◆ **TASK DESCRIPTION**: Transcribe everything in the records, dropping and changing nothing.

◆ **DATA EXTRACTS**:
☆ ☆ ☆ ☆
use std::time::Duration;

use anyhow::bail;

use crate::packet::Packet;

/// Settings for the group protocol. These are supplied by the host process, and all nodes sharing
///  a group are expected to use compatible values - in particular for the announce interval, since
///  remote members are evicted based on this node's idea of how often they announce themselves.
#[derive(Debug, Clone)]
pub struct GroupsConfig {
    /// Remote members are evicted if they were not heard from for longer than this. Local
    ///  members re-announce themselves in time for that, i.e. at most this long after the
    ///  previous announcement.
    pub member_announce_interval: Duration,
    /// Added to `member_announce_interval` for eviction, zero by default. Raise it for networks
    ///  with significant delay or for nodes with diverging announce intervals.
    pub member_grace_period: Duration,
    /// The announcer's wake-up period, independent of the announce interval
    pub announce_tick: Duration,

    /// A send fails if not all members acknowledged all packets within this timeout
    pub send_timeout: Duration,
    /// Unacknowledged packets are re-sent after this interval
    pub resend_interval: Duration,

    /// The maximum size of a datagram, including the packet header. This must be supported by
    ///  all network routes between nodes since the protocol relies on datagrams not being
    ///  fragmented by the network.
    pub max_packet_size: usize,
    pub max_message_size: usize,
    /// Partially received messages are discarded after this time
    pub incomplete_message_timeout: Duration,

    /// The period for checking whether this node should broadcast its net time
    pub net_time_interval: Duration,
    /// A node starts broadcasting net time if it did not receive any net time during this period
    ///  after startup...
    pub net_time_startup_grace: Duration,
    /// ... or if it did not receive any net time for this period after the last one
    pub net_time_silence_window: Duration,
}

impl GroupsConfig {
    pub fn new() -> GroupsConfig {
        GroupsConfig {
            member_announce_interval: Duration::from_secs(5),
            member_grace_period: Duration::ZERO,
            announce_tick: Duration::from_secs(2),
            send_timeout: Duration::from_secs(30),
            resend_interval: Duration::from_secs(2),
            max_packet_size: 1400,
            max_message_size: 16*1024*1024,
            incomplete_message_timeout: Duration::from_secs(60),
            net_time_interval: Duration::from_secs(5),
            net_time_startup_grace: Duration::from_secs(6),
            net_time_silence_window: Duration::from_secs(20),
        }
    }

    /// The time after which a remote member that was not heard from is considered gone
    pub fn member_timeout(&self) -> Duration {
        self.member_announce_interval + self.member_grace_period
    }

    /// The number of transmission rounds before a send gives up
    pub fn num_send_rounds(&self) -> u32 {
        let rounds = self.send_timeout.as_millis() / self.resend_interval.as_millis().max(1);
        rounds.clamp(1, u32::MAX as u128) as u32
    }

    pub fn validate(&self) -> anyhow::Result<()> {
        // a group name of realistic length must leave room for payload
        if self.max_packet_size < Packet::FIXED_HEADER_LEN + 64 {
            bail!("max packet size {} is too small", self.max_packet_size);
        }
        if self.max_packet_size > 65507 {
            bail!("max packet size {} exceeds the maximum UDP payload", self.max_packet_size);
        }
        if self.resend_interval.is_zero() {
            bail!("resend interval must be positive");
        }
        if self.send_timeout < self.resend_interval {
            bail!("send timeout {:?} is shorter than the resend interval {:?}", self.send_timeout, self.resend_interval);
        }
        if self.announce_tick.is_zero() || self.net_time_interval.is_zero() {
            bail!("announce tick and net time interval must be positive");
        }
        if self.member_announce_interval.is_zero() {
            bail!("member announce interval must be positive");
        }
        Ok(())
    }
}

impl Default for GroupsConfig {
    fn default() -> Self {
        GroupsConfig::new()
    }
}
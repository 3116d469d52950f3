use std::sync::Arc;

use bytes::{BufMut, Bytes, BytesMut};
use tokio::time::{self, Instant};
use tokio::select;
use tracing::{debug, error, info};

use crate::config::GroupsConfig;
use crate::ids::MemberId;
use crate::net_time::NetTime;
use crate::packet::{Packet, PacketType};
use crate::transport::Transport;
use crate::util::running_flag::RunningFlag;

/// Periodically decides whether this node should act as the group's time source, and broadcasts
///  its net time if so.
///
/// There is no election: a node becomes a time source if it does not hear any other time source,
///  either during a grace period after startup or for a while after the last received time. If
///  several nodes broadcast, each of them falls silent on hearing another one, and the last one
///  heard wins.
pub async fn run_net_time_loop(
    config: Arc<GroupsConfig>,
    node_id: MemberId,
    net_time: Arc<NetTime>,
    transport: Arc<dyn Transport>,
    running: RunningFlag,
) {
    info!("starting net time loop");

    let started = Instant::now();
    let mut ticks = time::interval(config.net_time_interval);

    while running.is_running() {
        select! {
            _ = ticks.tick() => {}
            _ = running.stopped() => break,
        }

        if should_broadcast(&config, started, net_time.last_remote_update(), Instant::now()) {
            broadcast_net_time(node_id, net_time.as_ref(), transport.as_ref()).await;
        }
    }

    info!("net time loop terminated");
}

pub fn should_broadcast(config: &GroupsConfig, started: Instant, last_remote_update: Option<Instant>, now: Instant) -> bool {
    match last_remote_update {
        None => now.saturating_duration_since(started) >= config.net_time_startup_grace,
        Some(last) => now.saturating_duration_since(last) > config.net_time_silence_window,
    }
}

pub fn net_time_packet(node_id: MemberId, net_time_millis: i64) -> Packet {
    let mut payload = BytesMut::with_capacity(std::mem::size_of::<i64>());
    payload.put_i64(net_time_millis);
    Packet::control(PacketType::NetTime, node_id, "", payload.freeze())
}

async fn broadcast_net_time(node_id: MemberId, net_time: &NetTime, transport: &dyn Transport) {
    let packet = net_time_packet(node_id, net_time.net_time_millis_now());
    debug!("broadcasting net time");
    if let Err(e) = transport.send(&packet.encode()).await {
        error!("error sending net time: {}", e);
    }
}

/// Parses the payload of a NET_TIME packet
pub fn parse_net_time_payload(payload: &Bytes) -> Option<i64> {
    let raw: [u8; 8] = payload.as_ref().try_into().ok()?;
    Some(i64::from_be_bytes(raw))
}
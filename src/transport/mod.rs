//! The datagram transport the group protocol runs on. All nodes of a group share one
//!  'broadcast domain', i.e. every packet sent by one node is (potentially) received by all nodes,
//!  including the sender itself. There are no delivery guarantees: packets may be dropped,
//!  duplicated or reordered.

pub mod loopback;
pub mod udp_multicast;

use async_trait::async_trait;
use bytes::Bytes;
#[cfg(test)] use mockall::automock;

#[derive(Debug, thiserror::Error)]
pub enum TransportError {
    /// No packet arrived within the transport's read timeout. This is part of regular operation:
    ///  it allows a receive loop to check whether it should keep running.
    #[error("receive timed out")]
    Timeout,
    #[error("transport is closed")]
    Closed,
    #[error("I/O error: {0}")]
    Io(#[from] std::io::Error),
}

impl TransportError {
    pub fn is_timeout(&self) -> bool {
        matches!(self, TransportError::Timeout)
    }
}

#[cfg_attr(test, automock)]
#[async_trait]
pub trait Transport: Send + Sync + 'static {
    async fn open(&self) -> Result<(), TransportError>;

    async fn send(&self, packet: &[u8]) -> Result<(), TransportError>;

    /// Waits for the next packet, up to the transport's configured read timeout. Fails with
    ///  [TransportError::Timeout] if none arrives in time, and with [TransportError::Closed] if
    ///  the transport is (or becomes) closed.
    async fn receive(&self) -> Result<Bytes, TransportError>;

    /// Closing a transport unblocks a pending `receive` call
    async fn close(&self) -> Result<(), TransportError>;
}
☆ ☆ ☆ ☆
◆ **RESPONSE TO THIS TASK**:
use std::time::Duration;

use anyhow::bail;

use crate::packet::Packet;

/// Settings for the group protocol. These are supplied by the host process, and all nodes sharing
///  a group are expected to use compatible values - in particular for the announce interval, since
///  remote members are evicted based on this node's idea of how often they announce themselves.
#[derive(Debug, Clone)]
pub struct GroupsConfig {
    /// Remote members are evicted if they were not heard from for longer than this. Local
    ///  members re-announce themselves in time for that, i.e. at most this long after the
    ///  previous announcement.
    pub member_announce_interval: Duration,
    /// Added to `member_announce_interval` for eviction, zero by default. Raise it for networks
    ///  with significant delay or for nodes with diverging announce intervals.
    pub member_grace_period: Duration,
    /// The announcer's wake-up period, independent of the announce interval
    pub announce_tick: Duration,

    /// A send fails if not all members acknowledged all packets within this timeout
    pub send_timeout: Duration,
    /// Unacknowledged packets are re-sent after this interval
    pub resend_interval: Duration,

    /// The maximum size of a datagram, including the packet header. This must be supported by
    ///  all network routes between nodes since the protocol relies on datagrams not being
    ///  fragmented by the network.
    pub max_packet_size: usize,
    pub max_message_size: usize,
    /// Partially received messages are discarded after this time
    pub incomplete_message_timeout: Duration,

    /// The period for checking whether this node should broadcast its net time
    pub net_time_interval: Duration,
    /// A node starts broadcasting net time if it did not receive any net time during this period
    ///  after startup...
    pub net_time_startup_grace: Duration,
    /// ... or if it did not receive any net time for this period after the last one
    pub net_time_silence_window: Duration,
}

impl GroupsConfig {
    pub fn new() -> GroupsConfig {
        GroupsConfig {
            member_announce_interval: Duration::from_secs(5),
            member_grace_period: Duration::ZERO,
            announce_tick: Duration::from_secs(2),
            send_timeout: Duration::from_secs(30),
            resend_interval: Duration::from_secs(2),
            max_packet_size: 1400,
            max_message_size: 16*1024*1024,
            incomplete_message_timeout: Duration::from_secs(60),
            net_time_interval: Duration::from_secs(5),
            net_time_startup_grace: Duration::from_secs(6),
            net_time_silence_window: Duration::from_secs(20),
        }
    }

    /// The time after which a remote member that was not heard from is considered gone
    pub fn member_timeout(&self) -> Duration {
        self.member_announce_interval + self.member_grace_period
    }

    /// The number of transmission rounds before a send gives up
    pub fn num_send_rounds(&self) -> u32 {
        let rounds = self.send_timeout.as_millis() / self.resend_interval.as_millis().max(1);
        rounds.clamp(1, u32::MAX as u128) as u32
    }

    pub fn validate(&self) -> anyhow::Result<()> {
        // a group name of realistic length must leave room for payload
        if self.max_packet_size < Packet::FIXED_HEADER_LEN + 64 {
            bail!("max packet size {} is too small", self.max_packet_size);
        }
        if self.max_packet_size > 65507 {
            bail!("max packet size {} exceeds the maximum UDP payload", self.max_packet_size);
        }
        if self.resend_interval.is_zero() {
            bail!("resend interval must be positive");
        }
        if self.send_timeout < self.resend_interval {
            bail!("send timeout {:?} is shorter than the resend interval {:?}", self.send_timeout, self.resend_interval);
        }
        if self.announce_tick.is_zero() || self.net_time_interval.is_zero() {
            bail!("announce tick and net time interval must be positive");
        }
        if self.member_announce_interval.is_zero() {
            bail!("member announce interval must be positive");
        }
        Ok(())
    }
}

impl Default for GroupsConfig {
    fn default() -> Self {
        GroupsConfig::new()
    }
}
repository 3116d469d52950f3
use std::sync::Arc;

use bytes::{BufMut, Bytes, BytesMut};
use tokio::time::{self, Instant};
use tokio::select;
use tracing::{debug, error, info};

use crate::config::GroupsConfig;
use crate::ids::MemberId;
use crate::net_time::NetTime;
use crate::packet::{Packet, PacketType};
use crate::transport::Transport;
use crate::util::running_flag::RunningFlag;

/// Periodically decides whether this node should act as the group's time source, and broadcasts
///  its net time if so.
///
/// There is no election: a node becomes a time source if it does not hear any other time source,
///  either during a grace period after startup or for a while after the last received time. If
///  several nodes broadcast, each of them falls silent on hearing another one, and the last one
///  heard wins.
pub async fn run_net_time_loop(
    config: Arc<GroupsConfig>,
    node_id: MemberId,
    net_time: Arc<NetTime>,
    transport: Arc<dyn Transport>,
    running: RunningFlag,
) {
    info!("starting net time loop");

    let started = Instant::now();
    let mut ticks = time::interval(config.net_time_interval);

    while running.is_running() {
        select! {
            _ = ticks.tick() => {}
            _ = running.stopped() => break,
        }

        if should_broadcast(&config, started, net_time.last_remote_update(), Instant::now()) {
            broadcast_net_time(node_id, net_time.as_ref(), transport.as_ref()).await;
        }
    }

    info!("net time loop terminated");
}

pub fn should_broadcast(config: &GroupsConfig, started: Instant, last_remote_update: Option<Instant>, now: Instant) -> bool {
    match last_remote_update {
        None => now.saturating_duration_since(started) >= config.net_time_startup_grace,
        Some(last) => now.saturating_duration_since(last) > config.net_time_silence_window,
    }
}

pub fn net_time_packet(node_id: MemberId, net_time_millis: i64) -> Packet {
    let mut payload = BytesMut::with_capacity(std::mem::size_of::<i64>());
    payload.put_i64(net_time_millis);
    Packet::control(PacketType::NetTime, node_id, "", payload.freeze())
}

async fn broadcast_net_time(node_id: MemberId, net_time: &NetTime, transport: &dyn Transport) {
    let packet = net_time_packet(node_id, net_time.net_time_millis_now());
    debug!("broadcasting net time");
    if let Err(e) = transport.send(&packet.encode()).await {
        error!("error sending net time: {}", e);
    }
}

/// Parses the payload of a NET_TIME packet
pub fn parse_net_time_payload(payload: &Bytes) -> Option<i64> {
    let raw: [u8; 8] = payload.as_ref().try_into().ok()?;
    Some(i64::from_be_bytes(raw))
}
filename src/transport/mod.rs
//! The datagram transport the group protocol runs on. All nodes of a group share one
//!  'broadcast domain', i.e. every packet sent by one node is (potentially) received by all nodes,
//!  including the sender itself. There are no delivery guarantees: packets may be dropped,
//!  duplicated or reordered.

pub mod loopback;
pub mod udp_multicast;

use async_trait::async_trait;
use bytes::Bytes;
#[cfg(test)] use mockall::automock;

#[derive(Debug, thiserror::Error)]
pub enum TransportError {
    /// No packet arrived within the transport's read timeout. This is part of regular operation:
    ///  it allows a receive loop to check whether it should keep running.
    #[error("receive timed out")]
    Timeout,
    #[error("transport is closed")]
    Closed,
    #[error("I/O error: {0}")]
    Io(#[from] std::io::Error),
}

impl TransportError {
    pub fn is_timeout(&self) -> bool {
        matches!(self, TransportError::Timeout)
    }
}

#[cfg_attr(test, automock)]
#[async_trait]
pub trait Transport: Send + Sync + 'static {
    async fn open(&self) -> Result<(), TransportError>;

    async fn send(&self, packet: &[u8]) -> Result<(), TransportError>;

    /// Waits for the next packet, up to the transport's configured read timeout. Fails with
    ///  [TransportError::Timeout] if none arrives in time, and with [TransportError::Closed] if
    ///  the transport is (or becomes) closed.
    async fn receive(&self) -> Result<Bytes, TransportError>;

    /// Closing a transport unblocks a pending `receive` call
    async fn close(&self) -> Result<(), TransportError>;
}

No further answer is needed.